Only a few studies are available where long obliterative or near-obliterative urethral strictures were treated by using combined BMG and penile flaps. In these studies, the BMG was used for proximal and the penile skin flap for distal urethral plate augmentation with variable results (success rate, 38% to 88%) [242829]. Some authors constructed a neourethral tube using a dorsal BMG and a ventral penile flap in failed hypospadias and complex urethral strictures [1213]. Erickson et al. [13] used a combined tissue transfer technique in the treatment of urethral strictures. They excised the portion of the urethra with a width of <0.5 cm and significant fibrosis. The excised part was substituted by a BMG and this was augmented by a ventral penile flap. Where the plate was >0.5 cm wide, augmentation of the urethra was performed with a fasciocutaneous flap only. Their initial success rate was 64.3% [13].
In a particular situation, where preputial skin is deficient because of circumcision, a preputial skin tube cannot help in a single-stage correction of a long anterior urethral stricture. In these situations, the combination of preputial skin and oral mucosa can help in single-stage reconstruction of the urethra.

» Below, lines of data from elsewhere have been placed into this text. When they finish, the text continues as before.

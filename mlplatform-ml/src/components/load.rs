//! Loader stage: copy a CSV object from storage into a dataset artifact.

use crate::artifact::Artifact;
use crate::data::{parse_csv, write_csv};
use crate::error::Result;
use mlplatform_core::{ObjectStore, StorageLocator};
use serde_json::json;

/// Read the CSV at `gcs_url` and write it to `output`.
///
/// The locator is validated before the store is touched.
pub async fn load_data(store: &dyn ObjectStore, gcs_url: &str, output: Artifact) -> Result<Artifact> {
    let locator = StorageLocator::parse(gcs_url)?;
    tracing::info!(%locator, "Loading dataset");

    let bytes = store.get(&locator).await?;
    let dataset = parse_csv(&bytes)?;
    write_csv(&output.path(), &dataset)?;
    tracing::debug!(
        rows = dataset.n_rows(),
        columns = dataset.n_cols(),
        uri = %output.uri,
        "Wrote dataset artifact"
    );
    Ok(output.with_metadata("format", json!("csv")))
}
//! Error types for the mlplatform-ml crate.

use mlplatform_core::error::{ConfigError, LocatorError, PlatformError, WarehouseError};
use thiserror::Error;

/// Top-level error type for pipeline stages and models.
#[derive(Debug, Error)]
pub enum MlError {
    #[error("Dataset error: {0}")]
    Dataset(String),

    #[error("Training error: {0}")]
    Training(String),

    #[error("Model error: {0}")]
    Model(String),

    #[error("Evaluation error: {0}")]
    Evaluation(String),

    #[error("Deployment error: {0}")]
    Deployment(String),

    #[error("Pipeline error: {0}")]
    Pipeline(String),

    #[error("Unknown candidate model '{name}' (known: {known})")]
    UnknownCandidate { name: String, known: String },

    #[error(transparent)]
    Platform(#[from] PlatformError),

    #[error("IO error: {0}")]
    Io(#[from] std::io::Error),

    #[error("Serialization error: {0}")]
    Serde(#[from] serde_json::Error),

    #[error("CSV error: {0}")]
    Csv(#[from] csv::Error),

    #[error("Not found: {0}")]
    NotFound(String),

    #[error("Invalid input: {0}")]
    InvalidInput(String),
}

impl MlError {
    pub fn dataset(msg: impl Into<String>) -> Self {
        Self::Dataset(msg.into())
    }

    pub fn training(msg: impl Into<String>) -> Self {
        Self::Training(msg.into())
    }

    pub fn model(msg: impl Into<String>) -> Self {
        Self::Model(msg.into())
    }

    pub fn evaluation(msg: impl Into<String>) -> Self {
        Self::Evaluation(msg.into())
    }

    pub fn deployment(msg: impl Into<String>) -> Self {
        Self::Deployment(msg.into())
    }

    pub fn pipeline(msg: impl Into<String>) -> Self {
        Self::Pipeline(msg.into())
    }

    pub fn not_found(msg: impl Into<String>) -> Self {
        Self::NotFound(msg.into())
    }

    pub fn invalid_input(msg: impl Into<String>) -> Self {
        Self::InvalidInput(msg.into())
    }
}

impl From<LocatorError> for MlError {
    fn from(err: LocatorError) -> Self {
        Self::Platform(err.into())
    }
}

impl From<ConfigError> for MlError {
    fn from(err: ConfigError) -> Self {
        Self::Platform(err.into())
    }
}

impl From<WarehouseError> for MlError {
    fn from(err: WarehouseError) -> Self {
        Self::Platform(err.into())
    }
}

pub type Result<T> = std::result::Result<T, MlError>;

These may not only help in reducing skin flap–based complications but also allow the construction of neourethral tubes of adequate size. In the present study, we were able to treat long obliterative and near-obliterative urethral strictures in circumcised patients by using both LMGs and available inner preputial skin with good outcomes (90% success rate). In our technique, except for the circumcoronal incision, no other incision was made in the penile skin. The urethra was dissected and pulled out through the perineal or midscrotal incision, thus avoiding an overlap of suture lines. In the present study, the preputial flaps were narrow but with broad and long pedicles. Besides these maneuvers, suturing of both the LMG and the flap to the corporal bodies also helped in to prevent contracture as well as the formation of fistulas and diverticula [132021]. Necrosis of the penile skin proximal to the flap can result when the vascular supply of the subdermal plexus is compromised [20], and its incidence varies between 2% and 23% [32324]. The incidence in the present study was 10%. This can be reduced if the flap is raised in a proper plane with good hemostasis. Recurrence of stricture can be reduced by good hemostasis and meticulous anastomosis, keeping an adequate sized urethral lumen.
To the best of our knowledge, no other studies are available in which the neourethra was constructed by using dorsal LMG and ventral preputial skin flaps, particularly in circumcised patients. The limitations of the present study were the small number of cases and the limited period of follow-up.